Il carceriere

Coty non sa da quanto tempo è legato ma se dovesse valutarlo dal dolore alle gambe e dalle braccia entrambe indolenzite, potrebbe garantire di esserci nato. In circostanze normali tenendo conto dei tempi di sonno, avrebbe calcolato con un margine di errore ristretto il trascorrere del tempo. Da quando ha lasciato il suo alloggio nell’Evan però, la notte non è più correlata con il dormire e il suo orologio biologico, è completamente sfasato. Alterna momenti di sonno comatoso a sporadici istanti di lucidità. Durante quei lampi pianifica vie di fuga, remixate con pensieri e suoni, concretizzati dal dolore e dallo stato d’animo del momento.
— Se riuscissi ad arrivare al fuoco, potrei bruciare queste maledette corde. E’ inutile. Sono rigido come una stanga di ferro. Non mangio e non bevo da chissà quanto tempo. Questa volta non riuscirò a cavarmela. Forse, è proprio questo che vuole quel dannato monaco. Lasciarmi morire di fame e di sete per poi darmi in pasto alle sue bestiacce.

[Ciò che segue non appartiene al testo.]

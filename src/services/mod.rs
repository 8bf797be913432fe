//! Remote services the watcher talks to.
//!
//! - Listing sources (`SearchPageClient`, `CxsClient`)
//! - Notification delivery (`TelegramNotifier`)

mod listings;
mod notifier;

pub use listings::{CxsClient, ListingSource, SearchPageClient, listing_source};
pub use notifier::{Delivery, DispatchReport, Notifier, TelegramNotifier, dispatch};
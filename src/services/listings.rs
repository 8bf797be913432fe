// src/services/listings.rs

//! Listing service clients.
//!
//! Both wire protocols are reduced to one capability:
//! `list_page(keyword, offset) -> (records, has_more)`.

use async_trait::async_trait;
use reqwest::Client;
use serde::{Deserialize, Serialize};

use crate::error::{AppError, Result};
use crate::models::{ListingPage, ListingProtocol, PAGE_SIZE, SearchConfig};

/// A remote source of paginated job listings.
#[async_trait]
pub trait ListingSource: Send + Sync {
    /// Fetch one page. `offset` is a non-negative multiple of [`PAGE_SIZE`].
    ///
    /// Any transport, status, or decoding failure is `RemoteUnavailable`.
    async fn list_page(&self, keyword: &str, offset: usize) -> Result<ListingPage>;
}

/// Build the client matching the configured protocol.
pub fn listing_source(client: Client, search: &SearchConfig) -> Box<dyn ListingSource> {
    match search.protocol {
        ListingProtocol::SearchGet => Box::new(SearchPageClient::new(client, search)),
        ListingProtocol::CxsPost => Box::new(CxsClient::new(client, search)),
    }
}

// --- Query-string protocol ---

#[derive(Debug, Deserialize)]
#[serde(rename_all = "camelCase")]
struct SearchResponse {
    search_results: SearchResults,
}

#[derive(Debug, Deserialize)]
#[serde(rename_all = "camelCase")]
struct SearchResults {
    /// Absent means unknown; pagination then ends on an empty page or the cap
    #[serde(default)]
    total_pages: Option<usize>,
    #[serde(default)]
    jobs: Vec<serde_json::Value>,
}

/// `GET {endpoint}?keyword=..&location=..&page=N`, 1-based pages.
pub struct SearchPageClient {
    client: Client,
    endpoint: String,
    location: String,
}

impl SearchPageClient {
    pub fn new(client: Client, search: &SearchConfig) -> Self {
        Self {
            client,
            endpoint: search.endpoint.clone(),
            location: search.location.clone(),
        }
    }

    fn page_number(offset: usize) -> usize {
        offset / PAGE_SIZE + 1
    }
}

#[async_trait]
impl ListingSource for SearchPageClient {
    async fn list_page(&self, keyword: &str, offset: usize) -> Result<ListingPage> {
        let page = Self::page_number(offset);
        let page_param = page.to_string();
        log::debug!("GET {} keyword={:?} page={}", self.endpoint, keyword, page);

        let response = self
            .client
            .get(&self.endpoint)
            .query(&[
                ("keyword", keyword),
                ("location", self.location.as_str()),
                ("page", page_param.as_str()),
            ])
            .send()
            .await
            .and_then(|r| r.error_for_status())
            .map_err(|e| AppError::remote(keyword, offset, e))?;

        let body: SearchResponse = response
            .json()
            .await
            .map_err(|e| AppError::remote(keyword, offset, format!("bad response body: {e}")))?;

        Ok(ListingPage {
            has_more: body
                .search_results
                .total_pages
                .is_none_or(|total| page < total),
            records: body.search_results.jobs,
        })
    }
}

// --- JSON POST protocol ---

#[derive(Debug, Serialize)]
#[serde(rename_all = "camelCase")]
struct CxsRequest<'a> {
    applied_facets: serde_json::Map<String, serde_json::Value>,
    limit: usize,
    offset: usize,
    search_text: &'a str,
}

#[derive(Debug, Deserialize)]
#[serde(rename_all = "camelCase")]
struct CxsResponse {
    #[serde(default)]
    total: usize,
    #[serde(default)]
    job_postings: Vec<serde_json::Value>,
}

/// `POST {endpoint}` with a `{limit, offset, searchText}` body.
pub struct CxsClient {
    client: Client,
    endpoint: String,
}

impl CxsClient {
    pub fn new(client: Client, search: &SearchConfig) -> Self {
        Self {
            client,
            endpoint: search.endpoint.clone(),
        }
    }
}

#[async_trait]
impl ListingSource for CxsClient {
    async fn list_page(&self, keyword: &str, offset: usize) -> Result<ListingPage> {
        log::debug!("POST {} searchText={:?} offset={}", self.endpoint, keyword, offset);

        let request = CxsRequest {
            applied_facets: serde_json::Map::new(),
            limit: PAGE_SIZE,
            offset,
            search_text: keyword,
        };

        let response = self
            .client
            .post(&self.endpoint)
            .json(&request)
            .send()
            .await
            .and_then(|r| r.error_for_status())
            .map_err(|e| AppError::remote(keyword, offset, e))?;

        let body: CxsResponse = response
            .json()
            .await
            .map_err(|e| AppError::remote(keyword, offset, format!("bad response body: {e}")))?;

        // Some deployments only report `total` on the first page.
        let returned = body.job_postings.len();
        let has_more = returned >= PAGE_SIZE || offset + returned < body.total;

        Ok(ListingPage {
            has_more,
            records: body.job_postings,
        })
    }
}

#[cfg(test)]
mod tests {
    use super::*;
    use crate::models::RawListing;
    use serde_json::json;
    use wiremock::matchers::{body_json, method, path, query_param};
    use wiremock::{Mock, MockServer, ResponseTemplate};

    fn search_config(endpoint: String, protocol: ListingProtocol) -> SearchConfig {
        SearchConfig {
            protocol,
            endpoint,
            ..SearchConfig::default()
        }
    }

    #[test]
    fn test_page_number_from_offset() {
        assert_eq!(SearchPageClient::page_number(0), 1);
        assert_eq!(SearchPageClient::page_number(20), 2);
        assert_eq!(SearchPageClient::page_number(100), 6);
    }

    #[tokio::test]
    async fn test_search_get_maps_offset_to_page() {
        let server = MockServer::start().await;
        Mock::given(method("GET"))
            .and(path("/en-US/search"))
            .and(query_param("keyword", "Power BI"))
            .and(query_param("location", "Hyderabad"))
            .and(query_param("page", "2"))
            .respond_with(ResponseTemplate::new(200).set_body_json(json!({
                "searchResults": {
                    "totalPages": 3,
                    "jobs": [
                        {"title": "BI Developer", "locations": ["Hyderabad"],
                         "postedDate": "Posted Today", "externalPath": "/job/7"}
                    ]
                }
            })))
            .expect(1)
            .mount(&server)
            .await;

        let source = listing_source(
            Client::new(),
            &search_config(
                format!("{}/en-US/search", server.uri()),
                ListingProtocol::SearchGet,
            ),
        );
        let page = source.list_page("Power BI", 20).await.unwrap();

        assert_eq!(page.records.len(), 1);
        assert_eq!(page.records[0]["externalPath"], "/job/7");
        assert!(page.has_more);
    }

    #[tokio::test]
    async fn test_search_get_last_page_has_no_more() {
        let server = MockServer::start().await;
        Mock::given(method("GET"))
            .respond_with(ResponseTemplate::new(200).set_body_json(json!({
                "searchResults": {"totalPages": 1, "jobs": []}
            })))
            .mount(&server)
            .await;

        let client = SearchPageClient::new(
            Client::new(),
            &search_config(server.uri(), ListingProtocol::SearchGet),
        );
        let page = client.list_page("SQL", 0).await.unwrap();
        assert!(page.is_empty());
        assert!(!page.has_more);
    }

    #[tokio::test]
    async fn test_non_success_status_is_remote_unavailable() {
        let server = MockServer::start().await;
        Mock::given(method("GET"))
            .respond_with(ResponseTemplate::new(503))
            .mount(&server)
            .await;

        let client = SearchPageClient::new(
            Client::new(),
            &search_config(server.uri(), ListingProtocol::SearchGet),
        );
        let err = client.list_page("SQL", 40).await.unwrap_err();
        assert!(matches!(
            err,
            AppError::RemoteUnavailable { ref keyword, offset: 40, .. } if keyword == "SQL"
        ));
    }

    #[tokio::test]
    async fn test_malformed_body_is_remote_unavailable() {
        let server = MockServer::start().await;
        Mock::given(method("GET"))
            .respond_with(ResponseTemplate::new(200).set_body_string("<html>maintenance</html>"))
            .mount(&server)
            .await;

        let client = SearchPageClient::new(
            Client::new(),
            &search_config(server.uri(), ListingProtocol::SearchGet),
        );
        assert!(matches!(
            client.list_page("SQL", 0).await,
            Err(AppError::RemoteUnavailable { .. })
        ));
    }

    #[tokio::test]
    async fn test_cxs_post_sends_offset_body() {
        let server = MockServer::start().await;
        let postings: Vec<_> = (0..PAGE_SIZE)
            .map(|i| {
                json!({
                    "title": format!("Analyst {i}"),
                    "externalPath": format!("/job/{i}"),
                    "locationsText": "Hyderabad, India",
                    "postedOn": "Posted Today"
                })
            })
            .collect();

        Mock::given(method("POST"))
            .and(path("/wday/cxs/tenant/Site/jobs"))
            .and(body_json(json!({
                "appliedFacets": {},
                "limit": 20,
                "offset": 40,
                "searchText": "ETL"
            })))
            .respond_with(
                ResponseTemplate::new(200).set_body_json(json!({"total": 0, "jobPostings": postings})),
            )
            .expect(1)
            .mount(&server)
            .await;

        let client = CxsClient::new(
            Client::new(),
            &search_config(
                format!("{}/wday/cxs/tenant/Site/jobs", server.uri()),
                ListingProtocol::CxsPost,
            ),
        );
        let page = client.list_page("ETL", 40).await.unwrap();

        assert_eq!(page.records.len(), PAGE_SIZE);
        assert!(page.has_more, "a full page implies another may follow");
    }

    #[tokio::test]
    async fn test_cxs_partial_page_ends_pagination() {
        let server = MockServer::start().await;
        Mock::given(method("POST"))
            .respond_with(ResponseTemplate::new(200).set_body_json(json!({
                "total": 3,
                "jobPostings": [
                    {"title": "A", "externalPath": "/job/a", "locationsText": "Hyderabad", "postedOn": "Posted Today"},
                    {"title": "B", "externalPath": "/job/b", "locationsText": "Hyderabad", "postedOn": "Posted Today"},
                    {"title": "C", "externalPath": "/job/c", "locationsText": "Hyderabad", "postedOn": "Posted Today"}
                ]
            })))
            .mount(&server)
            .await;

        let client = CxsClient::new(
            Client::new(),
            &search_config(server.uri(), ListingProtocol::CxsPost),
        );
        let page = client.list_page("SQL", 0).await.unwrap();
        assert_eq!(page.records.len(), 3);
        assert!(!page.has_more);
    }

    #[tokio::test]
    async fn test_malformed_record_does_not_sink_page() {
        let server = MockServer::start().await;
        Mock::given(method("GET"))
            .respond_with(ResponseTemplate::new(200).set_body_json(json!({
                "searchResults": {
                    "totalPages": 1,
                    "jobs": [
                        {"title": "SQL Developer", "locations": ["Hyderabad"],
                         "postedDate": "Posted Today", "externalPath": "/job/1"},
                        {"title": 42, "locations": {"city": "Hyderabad"},
                         "postedDate": "Posted Today", "postedOn": "Posted Today",
                         "externalPath": "/job/2"}
                    ]
                }
            })))
            .mount(&server)
            .await;

        let client = SearchPageClient::new(
            Client::new(),
            &search_config(server.uri(), ListingProtocol::SearchGet),
        );
        let page = client.list_page("SQL", 0).await.unwrap();

        assert_eq!(page.records.len(), 2);
        assert!(RawListing::from_value(page.records[0].clone()).is_ok());
        assert!(RawListing::from_value(page.records[1].clone()).is_err());
    }

    #[tokio::test]
    async fn test_missing_total_pages_keeps_paginating() {
        let server = MockServer::start().await;
        Mock::given(method("GET"))
            .respond_with(ResponseTemplate::new(200).set_body_json(json!({
                "searchResults": {
                    "jobs": [{"title": "ETL", "externalPath": "/job/9"}]
                }
            })))
            .mount(&server)
            .await;

        let client = SearchPageClient::new(
            Client::new(),
            &search_config(server.uri(), ListingProtocol::SearchGet),
        );
        let page = client.list_page("ETL", 0).await.unwrap();
        assert!(page.has_more);
    }
}
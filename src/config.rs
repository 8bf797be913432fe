// src/config.rs

//! Configuration loading.
//!
//! Resolves the file, applies environment overrides and validates, in that
//! order. The result is the one `Config` a process uses.

use std::path::{Path, PathBuf};

use crate::error::Result;
use crate::models::Config;

/// Config file looked up in the working directory when none is given.
pub const DEFAULT_CONFIG_FILE: &str = "jobwatch.toml";

/// Where the configuration comes from.
#[derive(Debug, Clone)]
pub enum ConfigSource {
    /// Explicitly requested; must exist and parse
    Explicit(PathBuf),
    /// Default location; missing falls back to defaults, broken is an error
    Default(PathBuf),
}

impl ConfigSource {
    pub fn from_arg(path: Option<PathBuf>) -> Self {
        match path {
            Some(path) => Self::Explicit(path),
            None => Self::Default(PathBuf::from(DEFAULT_CONFIG_FILE)),
        }
    }

    pub fn path(&self) -> &Path {
        match self {
            Self::Explicit(path) | Self::Default(path) => path,
        }
    }
}

/// Load, override and validate the configuration.
pub fn load_config<F>(source: &ConfigSource, lookup: F) -> Result<Config>
where
    F: Fn(&str) -> Option<String>,
{
    let config = match source {
        ConfigSource::Explicit(path) => Config::load(path)?,
        ConfigSource::Default(path) if path.exists() => Config::load(path)?,
        ConfigSource::Default(path) => {
            log::debug!("No config file at {}; using defaults", path.display());
            Config::default()
        }
    };

    let config = config.with_env_overrides(lookup)?;
    config.validate()?;
    Ok(config)
}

— Ti confesso, signor Miller, che le mie prime intenzioni erano proprio quelle.

Coty sussulta nel sentire la voce del suo carceriere. Proviene dall’androne buio dal quale l’aveva visto comparire la prima volta.

— Posso avere dell’acqua?
— No no. — sussurra l’uomo con una intonazione di scherno.
— Ti prego. Sto morendo di sete.
— Se muori, tanto meglio.

Coty prova a vedere oltre il buio. La sola presenza del monaco è la voce.

— Tanto vale che mi ammazzi subito.
— Lo farei volentieri. Ma non ho nessun potere decisionale su di te.
— Cosa vuoi dire?

La voce si è ammutolita e a Coty giunge solo lo scoppiettare delle fiamme.

— Rispondi! – Grida Il ragazzo con tutto il fiato che ha in corpo.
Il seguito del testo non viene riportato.